3.4 EU/US Privacy Shield data transfers invalid

1 Jersey developments

1.1 New KYC tool in development to support financial services

The Jersey Financial Services Commission (JFSC) has announced its commitment to supporting the financial services industry in the design of a shared 'know your customer' (KYC) tool.

The report, 'Exploring smart regulation: An assessment of the options for developing a shared KYC utility for the Jersey financial services sector', includes the main findings of a JFSC working group set up in 2019. The working group, which included financial services industry representatives, concluded that there was scope for a shared KYC platform in Jersey for verifying customers' identity.
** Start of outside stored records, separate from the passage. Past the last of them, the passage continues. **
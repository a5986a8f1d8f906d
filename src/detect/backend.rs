use anyhow::Result;
use image::RgbImage;

use super::result::Detection;

/// Object detector backend.
///
/// Each cascade stage owns one backend. The backend sees either the full source
/// image (flower stage) or a crop of it (pollinator stage) and reports boxes in the
/// coordinates of whatever it was given. Thresholds, NMS and class filtering are the
/// backend's business; the cascade only clusters what comes back.
pub trait DetectorBackend: Send {
    /// Backend identifier, used in logs.
    fn name(&self) -> &str;

    /// Run detection on an RGB image.
    ///
    /// `size_hint` is the square inference size the model was configured with.
    /// An `Err` is a detection failure: the cascade abandons the image when it
    /// happens at the flower stage and skips the crop at the pollinator stage.
    fn detect(&mut self, image: &RgbImage, size_hint: u32) -> Result<Vec<Detection>>;

    /// Optional warm-up hook.
    fn warm_up(&mut self) -> Result<()> {
        Ok(())
    }
}
//! Decoding of YOLOv5-style detection heads.
//!
//! The model emits one row per anchor: `[cx, cy, w, h, objectness, class_0 .. class_n]`
//! in model-input pixels. Rows are scored as `objectness * class_score`, filtered by
//! the confidence threshold, suppressed per class, capped, and mapped back into the
//! coordinates of the image that was fed to the backend.

use std::collections::BTreeMap;

use anyhow::{anyhow, Result};

use crate::detect::result::Detection;
use crate::geometry::{iou, BoundingBox};

/// Columns before the per-class scores.
const BOX_COLUMNS: usize = 5;

#[derive(Clone, Debug, PartialEq)]
pub struct YoloParams {
    pub confidence_threshold: f32,
    pub iou_threshold: f32,
    /// Emit one detection per class above threshold instead of only the best class.
    pub multi_label: bool,
    pub max_detections: usize,
}

impl Default for YoloParams {
    fn default() -> Self {
        Self {
            confidence_threshold: 0.25,
            iou_threshold: 0.45,
            multi_label: false,
            max_detections: 10,
        }
    }
}

/// Decode a row-major `[rows, 5 + classes]` output tensor.
///
/// `model_size` is the square input edge the image was resized to; `image_width` and
/// `image_height` are the dimensions of the image before resizing.
pub fn decode(
    output: &[f32],
    row_len: usize,
    params: &YoloParams,
    model_size: u32,
    image_width: u32,
    image_height: u32,
) -> Result<Vec<Detection>> {
    if row_len <= BOX_COLUMNS {
        return Err(anyhow!(
            "detection rows must have more than {} columns, got {}",
            BOX_COLUMNS,
            row_len
        ));
    }
    if output.len() % row_len != 0 {
        return Err(anyhow!(
            "output length {} is not a multiple of row length {}",
            output.len(),
            row_len
        ));
    }

    let scale_x = image_width as f32 / model_size as f32;
    let scale_y = image_height as f32 / model_size as f32;
    let mut candidates = Vec::new();

    for row in output.chunks_exact(row_len) {
        let objectness = row[4];
        if objectness <= params.confidence_threshold {
            continue;
        }
        let bbox = BoundingBox::new(
            ((row[0] - row[2] / 2.0) * scale_x).clamp(0.0, image_width as f32),
            ((row[1] - row[3] / 2.0) * scale_y).clamp(0.0, image_height as f32),
            ((row[0] + row[2] / 2.0) * scale_x).clamp(0.0, image_width as f32),
            ((row[1] + row[3] / 2.0) * scale_y).clamp(0.0, image_height as f32),
        );
        if bbox.validated().is_err() {
            continue;
        }

        let scores = row[BOX_COLUMNS..]
            .iter()
            .enumerate()
            .map(|(class_id, score)| (class_id as u32, score * objectness));
        if params.multi_label {
            for (class_id, confidence) in scores {
                if confidence > params.confidence_threshold {
                    candidates.push(Detection::new(bbox, confidence, class_id));
                }
            }
        } else if let Some((class_id, confidence)) =
            scores.max_by(|a, b| a.1.total_cmp(&b.1))
        {
            if confidence > params.confidence_threshold {
                candidates.push(Detection::new(bbox, confidence, class_id));
            }
        }
    }

    let mut kept = nms(candidates, params.iou_threshold)?;
    kept.truncate(params.max_detections);
    Ok(kept)
}

/// Per-class non-maximum suppression. Output is sorted by descending confidence.
pub fn nms(detections: Vec<Detection>, iou_threshold: f32) -> Result<Vec<Detection>> {
    let mut by_class: BTreeMap<u32, Vec<Detection>> = BTreeMap::new();
    for detection in detections {
        by_class.entry(detection.class_id).or_default().push(detection);
    }

    let mut kept = Vec::new();
    for (_, mut group) in by_class {
        group.sort_by(|a, b| b.confidence.total_cmp(&a.confidence));
        let mut suppressed = vec![false; group.len()];
        for i in 0..group.len() {
            if suppressed[i] {
                continue;
            }
            for j in (i + 1)..group.len() {
                if !suppressed[j] && iou(&group[i].bbox, &group[j].bbox)? > iou_threshold {
                    suppressed[j] = true;
                }
            }
            kept.push(group[i].clone());
        }
    }

    kept.sort_by(|a, b| b.confidence.total_cmp(&a.confidence));
    Ok(kept)
}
The intention is for there to be a shared tool, designed for industry, for verifying customers’ identity. This could in theory result in reduced costs and increased efficiency when taking on new clients, whilst introducing an enhanced degree of assurance for the JFSC as to the quality of these processes.

The JFSC has announced its intention to engage in the design of a Jersey-based KYC utility together with a broad base of financial services businesses to create a tool that conforms to global standards and expectations and which reinforces Jersey’s reputation as a jurisdiction determined to fight financial crime.
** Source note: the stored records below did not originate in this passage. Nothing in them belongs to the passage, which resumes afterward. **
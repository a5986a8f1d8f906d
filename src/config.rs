use anyhow::{anyhow, Context, Result};
use serde::Deserialize;
use std::path::{Path, PathBuf};
use std::time::Duration;

const DEFAULT_CONFIDENCE_THRESHOLD: f32 = 0.25;
const DEFAULT_IOU_THRESHOLD: f32 = 0.45;
const DEFAULT_MARGIN: u32 = 40;
const DEFAULT_MULTI_LABEL_IOU_THRESHOLD: f32 = 0.5;
const DEFAULT_MAX_DETECTIONS: usize = 10;
const DEFAULT_IMAGE_SIZE: u32 = 640;
const DEFAULT_INPUT_EXTENSION: &str = ".jpg";
const DEFAULT_POLL_INTERVAL_SECS: u64 = 5;
const DEFAULT_QUEUE_TIMEOUT_MS: u64 = 3000;
const DEFAULT_QUEUE_RETRIES: u32 = 10;
const DEFAULT_OUTPUT_DIR: &str = "output";
const MQTT_TLS_PORT: u16 = 8883;
const MQTT_DEFAULT_PORT: u16 = 1883;

#[derive(Debug, Deserialize, Default)]
struct PipelineConfigFile {
    models: Option<ModelsConfigFile>,
    input: Option<InputConfigFile>,
    output: Option<OutputConfigFile>,
}

#[derive(Debug, Deserialize, Default)]
struct ModelsConfigFile {
    flower: Option<ModelConfigFile>,
    pollinator: Option<ModelConfigFile>,
}

#[derive(Debug, Deserialize, Default)]
struct ModelConfigFile {
    weights_path: Option<String>,
    class_names: Option<Vec<String>>,
    confidence_threshold: Option<f32>,
    iou_threshold: Option<f32>,
    margin: Option<u32>,
    multi_label: Option<bool>,
    multi_label_iou_threshold: Option<f32>,
    max_detections: Option<usize>,
    augment: Option<bool>,
    image_size: Option<u32>,
}

#[derive(Debug, Deserialize, Default)]
struct InputConfigFile {
    #[serde(rename = "type")]
    kind: Option<String>,
    directory: Option<DirectoryConfigFile>,
    message_queue: Option<QueueConfigFile>,
    remove_after_processing: Option<bool>,
    poll_interval_secs: Option<u64>,
}

#[derive(Debug, Deserialize, Default)]
struct DirectoryConfigFile {
    base_dir: Option<PathBuf>,
    extension: Option<String>,
}

#[derive(Debug, Deserialize, Default)]
struct QueueConfigFile {
    url: Option<String>,
    #[serde(alias = "request_timeout")]
    request_timeout_ms: Option<u64>,
    request_retries: Option<u32>,
}

#[derive(Debug, Deserialize, Default)]
struct OutputConfigFile {
    ignore_empty_results: Option<bool>,
    file: Option<FileOutputConfigFile>,
    mqtt: Option<MqttOutputConfigFile>,
    http: Option<HttpOutputConfigFile>,
}

#[derive(Debug, Deserialize, Default)]
struct FileOutputConfigFile {
    store_file: Option<bool>,
    base_dir: Option<PathBuf>,
    save_crops: Option<bool>,
}

#[derive(Debug, Deserialize, Default)]
struct MqttOutputConfigFile {
    transmit_mqtt: Option<bool>,
    broker: Option<String>,
    /// `host` and `port` are accepted in place of `broker`.
    host: Option<String>,
    port: Option<u16>,
    topic: Option<String>,
    username: Option<String>,
    password: Option<String>,
    use_tls: Option<bool>,
    ca_path: Option<PathBuf>,
    client_cert_path: Option<PathBuf>,
    client_key_path: Option<PathBuf>,
}

#[derive(Debug, Deserialize, Default)]
struct HttpOutputConfigFile {
    transmit_http: Option<bool>,
    url: Option<String>,
    username: Option<String>,
    password: Option<String>,
    method: Option<String>,
}

#[derive(Debug, Clone)]
pub struct PipelineConfig {
    pub flower: ModelSettings,
    pub pollinator: ModelSettings,
    pub input: InputSettings,
    pub output: OutputSettings,
}

/// Settings of one detector stage.
#[derive(Debug, Clone, PartialEq)]
pub struct ModelSettings {
    pub weights_path: String,
    /// File name of the weights, reported in result metadata.
    pub model_name: String,
    pub class_names: Option<Vec<String>>,
    pub confidence_threshold: f32,
    pub iou_threshold: f32,
    pub margin: u32,
    pub multi_label: bool,
    pub multi_label_iou_threshold: f32,
    pub max_detections: usize,
    pub augment: bool,
    pub image_size: u32,
}

impl Default for ModelSettings {
    fn default() -> Self {
        Self {
            weights_path: String::new(),
            model_name: String::new(),
            class_names: None,
            confidence_threshold: DEFAULT_CONFIDENCE_THRESHOLD,
            iou_threshold: DEFAULT_IOU_THRESHOLD,
            margin: DEFAULT_MARGIN,
            multi_label: false,
            multi_label_iou_threshold: DEFAULT_MULTI_LABEL_IOU_THRESHOLD,
            max_detections: DEFAULT_MAX_DETECTIONS,
            augment: false,
            image_size: DEFAULT_IMAGE_SIZE,
        }
    }
}

#[derive(Debug, Clone, PartialEq, Eq)]
pub enum InputSource {
    Directory(DirectorySettings),
    MessageQueue(QueueSettings),
}

#[derive(Debug, Clone, PartialEq, Eq)]
pub struct DirectorySettings {
    pub base_dir: PathBuf,
    pub extension: String,
}

#[derive(Debug, Clone, PartialEq, Eq)]
pub struct QueueSettings {
    pub url: String,
    pub request_timeout: Duration,
    pub request_retries: u32,
}

#[derive(Debug, Clone)]
pub struct InputSettings {
    pub source: InputSource,
    pub remove_after_processing: bool,
    pub poll_interval: Duration,
}

#[derive(Debug, Clone, Default)]
pub struct OutputSettings {
    pub ignore_empty_results: bool,
    pub file: Option<FileOutputSettings>,
    pub mqtt: Option<MqttOutputSettings>,
    pub http: Option<HttpOutputSettings>,
}

#[derive(Debug, Clone, PartialEq, Eq)]
pub struct FileOutputSettings {
    pub base_dir: PathBuf,
    pub save_crops: bool,
}

#[derive(Debug, Clone, PartialEq, Eq)]
pub struct MqttOutputSettings {
    /// `host:port`, optionally prefixed with `mqtt://` or `mqtts://`.
    pub broker: String,
    pub topic: String,
    pub username: Option<String>,
    pub password: Option<String>,
    /// `None` enables TLS only for the conventional TLS port.
    pub use_tls: Option<bool>,
    pub ca_path: Option<PathBuf>,
    pub client_cert_path: Option<PathBuf>,
    pub client_key_path: Option<PathBuf>,
}

impl MqttOutputSettings {
    pub fn tls_enabled_for_port(&self, port: u16) -> bool {
        self.use_tls.unwrap_or(port == MQTT_TLS_PORT)
    }
}

#[derive(Debug, Clone, Copy, PartialEq, Eq)]
pub enum HttpMethod {
    Post,
    Put,
}

impl HttpMethod {
    pub fn as_str(&self) -> &'static str {
        match self {
            Self::Post => "POST",
            Self::Put => "PUT",
        }
    }
}

impl std::str::FromStr for HttpMethod {
    type Err = anyhow::Error;

    fn from_str(s: &str) -> Result<Self> {
        match s.to_uppercase().as_str() {
            "POST" => Ok(Self::Post),
            "PUT" => Ok(Self::Put),
            other => Err(anyhow!(
                "unsupported HTTP method '{}': expected POST or PUT",
                other
            )),
        }
    }
}

#[derive(Debug, Clone, PartialEq, Eq)]
pub struct HttpOutputSettings {
    pub url: String,
    pub username: Option<String>,
    pub password: Option<String>,
    pub method: HttpMethod,
}

impl PipelineConfig {
    /// Load from `POLLINATOR_CONFIG` (if set), then apply environment overrides.
    pub fn load() -> Result<Self> {
        let config_path = std::env::var("POLLINATOR_CONFIG").ok();
        Self::load_from(config_path.as_deref().map(Path::new))
    }

    /// Load from an explicit path, or from defaults when `path` is `None`.
    pub fn load_from(path: Option<&Path>) -> Result<Self> {
        let file_cfg = match path {
            Some(path) => Some(read_config_file(path)?),
            None => None,
        };
        let mut cfg = Self::from_file(file_cfg.unwrap_or_default())?;
        cfg.apply_env()?;
        cfg.validate()?;
        Ok(cfg)
    }

    fn from_file(file: PipelineConfigFile) -> Result<Self> {
        let models = file.models.unwrap_or_default();
        let flower = model_settings(models.flower.unwrap_or_default());
        let pollinator = model_settings(models.pollinator.unwrap_or_default());

        let input = file.input.unwrap_or_default();
        let source = match input.kind.as_deref().unwrap_or("directory") {
            "directory" => {
                let dir = input.directory.unwrap_or_default();
                InputSource::Directory(DirectorySettings {
                    base_dir: dir.base_dir.unwrap_or_default(),
                    extension: dir
                        .extension
                        .unwrap_or_else(|| DEFAULT_INPUT_EXTENSION.to_string()),
                })
            }
            "message_queue" => {
                let queue = input.message_queue.unwrap_or_default();
                InputSource::MessageQueue(QueueSettings {
                    url: queue.url.unwrap_or_default(),
                    request_timeout: Duration::from_millis(
                        queue.request_timeout_ms.unwrap_or(DEFAULT_QUEUE_TIMEOUT_MS),
                    ),
                    request_retries: queue.request_retries.unwrap_or(DEFAULT_QUEUE_RETRIES),
                })
            }
            other => {
                return Err(anyhow!(
                    "unknown input type '{}': expected 'directory' or 'message_queue'",
                    other
                ))
            }
        };
        let input = InputSettings {
            source,
            remove_after_processing: input.remove_after_processing.unwrap_or(false),
            poll_interval: Duration::from_secs(
                input.poll_interval_secs.unwrap_or(DEFAULT_POLL_INTERVAL_SECS),
            ),
        };

        let output = file.output.unwrap_or_default();
        let file_sink = output
            .file
            .filter(|file| file.store_file.unwrap_or(false))
            .map(|file| FileOutputSettings {
                base_dir: file
                    .base_dir
                    .unwrap_or_else(|| PathBuf::from(DEFAULT_OUTPUT_DIR)),
                save_crops: file.save_crops.unwrap_or(true),
            });
        let mqtt = output
            .mqtt
            .filter(|mqtt| mqtt.transmit_mqtt.unwrap_or(false))
            .map(|mqtt| MqttOutputSettings {
                broker: mqtt_broker(mqtt.broker, mqtt.host, mqtt.port),
                topic: mqtt.topic.unwrap_or_default(),
                username: mqtt.username,
                password: mqtt.password,
                use_tls: mqtt.use_tls,
                ca_path: mqtt.ca_path,
                client_cert_path: mqtt.client_cert_path,
                client_key_path: mqtt.client_key_path,
            });
        let http = match output
            .http
            .filter(|http| http.transmit_http.unwrap_or(false))
        {
            Some(http) => Some(HttpOutputSettings {
                url: http.url.unwrap_or_default(),
                username: http.username,
                password: http.password,
                method: http.method.as_deref().unwrap_or("POST").parse()?,
            }),
            None => None,
        };

        Ok(Self {
            flower,
            pollinator,
            input,
            output: OutputSettings {
                ignore_empty_results: output.ignore_empty_results.unwrap_or(false),
                file: file_sink,
                mqtt,
                http,
            },
        })
    }

    fn apply_env(&mut self) -> Result<()> {
        if let Ok(dir) = std::env::var("POLLINATOR_INPUT_DIR") {
            if !dir.trim().is_empty() {
                match &mut self.input.source {
                    InputSource::Directory(settings) => settings.base_dir = PathBuf::from(dir),
                    InputSource::MessageQueue(_) => {
                        log::warn!("POLLINATOR_INPUT_DIR ignored: input type is message_queue")
                    }
                }
            }
        }
        if let Ok(url) = std::env::var("POLLINATOR_QUEUE_URL") {
            if !url.trim().is_empty() {
                match &mut self.input.source {
                    InputSource::MessageQueue(settings) => settings.url = url,
                    InputSource::Directory(_) => {
                        log::warn!("POLLINATOR_QUEUE_URL ignored: input type is directory")
                    }
                }
            }
        }
        if let Ok(dir) = std::env::var("POLLINATOR_OUTPUT_DIR") {
            if !dir.trim().is_empty() {
                if let Some(file) = self.output.file.as_mut() {
                    file.base_dir = PathBuf::from(dir);
                }
            }
        }
        if let Ok(password) = std::env::var("POLLINATOR_MQTT_PASSWORD") {
            if let Some(mqtt) = self.output.mqtt.as_mut() {
                mqtt.password = Some(password);
            }
        }
        if let Ok(password) = std::env::var("POLLINATOR_HTTP_PASSWORD") {
            if let Some(http) = self.output.http.as_mut() {
                http.password = Some(password);
            }
        }
        if let Ok(interval) = std::env::var("POLLINATOR_POLL_INTERVAL_SECS") {
            let seconds: u64 = interval.parse().map_err(|_| {
                anyhow!("POLLINATOR_POLL_INTERVAL_SECS must be an integer number of seconds")
            })?;
            self.input.poll_interval = Duration::from_secs(seconds);
        }
        Ok(())
    }

    fn validate(&self) -> Result<()> {
        validate_model("flower", &self.flower)?;
        validate_model("pollinator", &self.pollinator)?;

        match &self.input.source {
            InputSource::Directory(dir) => {
                if dir.base_dir.as_os_str().is_empty() {
                    return Err(anyhow!("input.directory.base_dir is required"));
                }
            }
            InputSource::MessageQueue(queue) => {
                if queue.url.trim().is_empty() {
                    return Err(anyhow!("input.message_queue.url is required"));
                }
                url::Url::parse(&queue.url)
                    .with_context(|| format!("invalid message queue url '{}'", queue.url))?;
                if queue.request_retries == 0 {
                    return Err(anyhow!("input.message_queue.request_retries must be at least 1"));
                }
            }
        }

        if let Some(mqtt) = &self.output.mqtt {
            if mqtt.broker.trim().is_empty() {
                return Err(anyhow!("output.mqtt.broker (or host) is required when transmit_mqtt is on"));
            }
            if mqtt.topic.trim().is_empty() {
                return Err(anyhow!("output.mqtt.topic is required when transmit_mqtt is on"));
            }
        }
        if let Some(http) = &self.output.http {
            if http.url.trim().is_empty() {
                return Err(anyhow!("output.http.url is required when transmit_http is on"));
            }
        }
        Ok(())
    }
}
The main findings from the working group are:

  • there appears to be scope for a shared KYC utility based in Jersey which will underpin effective island-wide combatting of financial crime, while helping the sector to control costs, provided the utility is designed to meet the complex global client base of Jersey’s international financial sector;
  • a successful utility will need a strong financial, governance and resource commitment from a core group in the finance sector. This group should preferably cover multiple sectors, for example a bank, a major trust company and a major funds services provider;
  • the opportunity for such a core group to form and be successful is optimised if  the JFSC commits up front to participate in the design of the utility; and
  • a period of reflection before the Government of Jersey initiates a further forum or bilateral discussion would be helpful. This will allow the rapid changes in technology to be assessed by the financial sector and for businesses to conduct informal discussions.
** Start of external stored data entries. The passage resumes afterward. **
use serde::{Deserialize, Serialize};

use crate::geometry::BoundingBox;

/// One raw detection reported by a backend, in pixel coordinates of the image the
/// backend was given.
#[derive(Clone, Debug, PartialEq, Serialize, Deserialize)]
pub struct Detection {
    pub bbox: BoundingBox,
    pub confidence: f32,
    pub class_id: u32,
    /// Label reported by the model itself, if it carries one.
    pub class_name: Option<String>,
}

impl Detection {
    pub fn new(bbox: BoundingBox, confidence: f32, class_id: u32) -> Self {
        Self {
            bbox,
            confidence,
            class_id,
            class_name: None,
        }
    }

    pub fn with_name(mut self, name: impl Into<String>) -> Self {
        self.class_name = Some(name.into());
        self
    }

    /// Resolve the display label.
    ///
    /// A configured class table wins over the model's own label; an id outside the
    /// table falls back to the model label and finally to `class_<id>`.
    pub fn label(&self, class_names: Option<&[String]>) -> String {
        class_names
            .and_then(|names| names.get(self.class_id as usize))
            .or(self.class_name.as_ref())
            .cloned()
            .unwrap_or_else(|| format!("class_{}", self.class_id))
    }
}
Read the JFSC report here: Exploring smart regulation: An assessment of the options for developing a shared KYC utility for the Jersey financial services sector

1.2 Digital Registry as of 1 December and the introduction of the Financial Services (Disclosure and Provision of Information) (Jersey) Law 202-

The Financial Services (Disclosure and Provision of Information) (Jersey) Law 202- (the DPI Law) was adopted by the Government of Jersey in July this year and is due to come into force on 1 December and brings new regulations in relation to beneficial ownership and controlling interests requirements.

The DPI law, which was adopted following a public consultation, aims to implement in Jersey the requirements set out by the Financial Actions Task Force (FATF) (the inter-governmental body that sets standards for combating money laundering, terrorist financing and other related threats to the integrity of the international financial system). The law follows a recently updated FATF recommendation which emphasised the need for member governments to have clearer transparency requirements and to take a more rigorous approach to fighting corruption, including financial corruption.

In summary, the DPI Law includes:

  • a requirement for the basic regulating powers (i.e. foundation documents) of all entities to be filed with the JFSC and made publicly available;
  • the introduction of the enabling provisions to introduce a public register of officers;
  • the timely updating of information held by the JFSC;
  • a requirement that information be provided by a natural personal resident in Jersey or by a Jersey regulated trust and company service provider;
  • the prevention of misuse of bearer shares; and
  • controls on nominee shareholders and directors.

Further clarity is expected when the JFSC publishes its guidance notes on the application of the DPI Law. Read our full briefing on the DPI Law here: Financial Services (Disclosure and Provision of Information) (Jersey) Law 202-

To coincide with the introduction of the DPI Law, the JFSC will also be launching its new digital registry to make the service more accessible, efficient, and easier for its customers to manage their own information while enhancing the JFSC's capabilities in countering financial crime.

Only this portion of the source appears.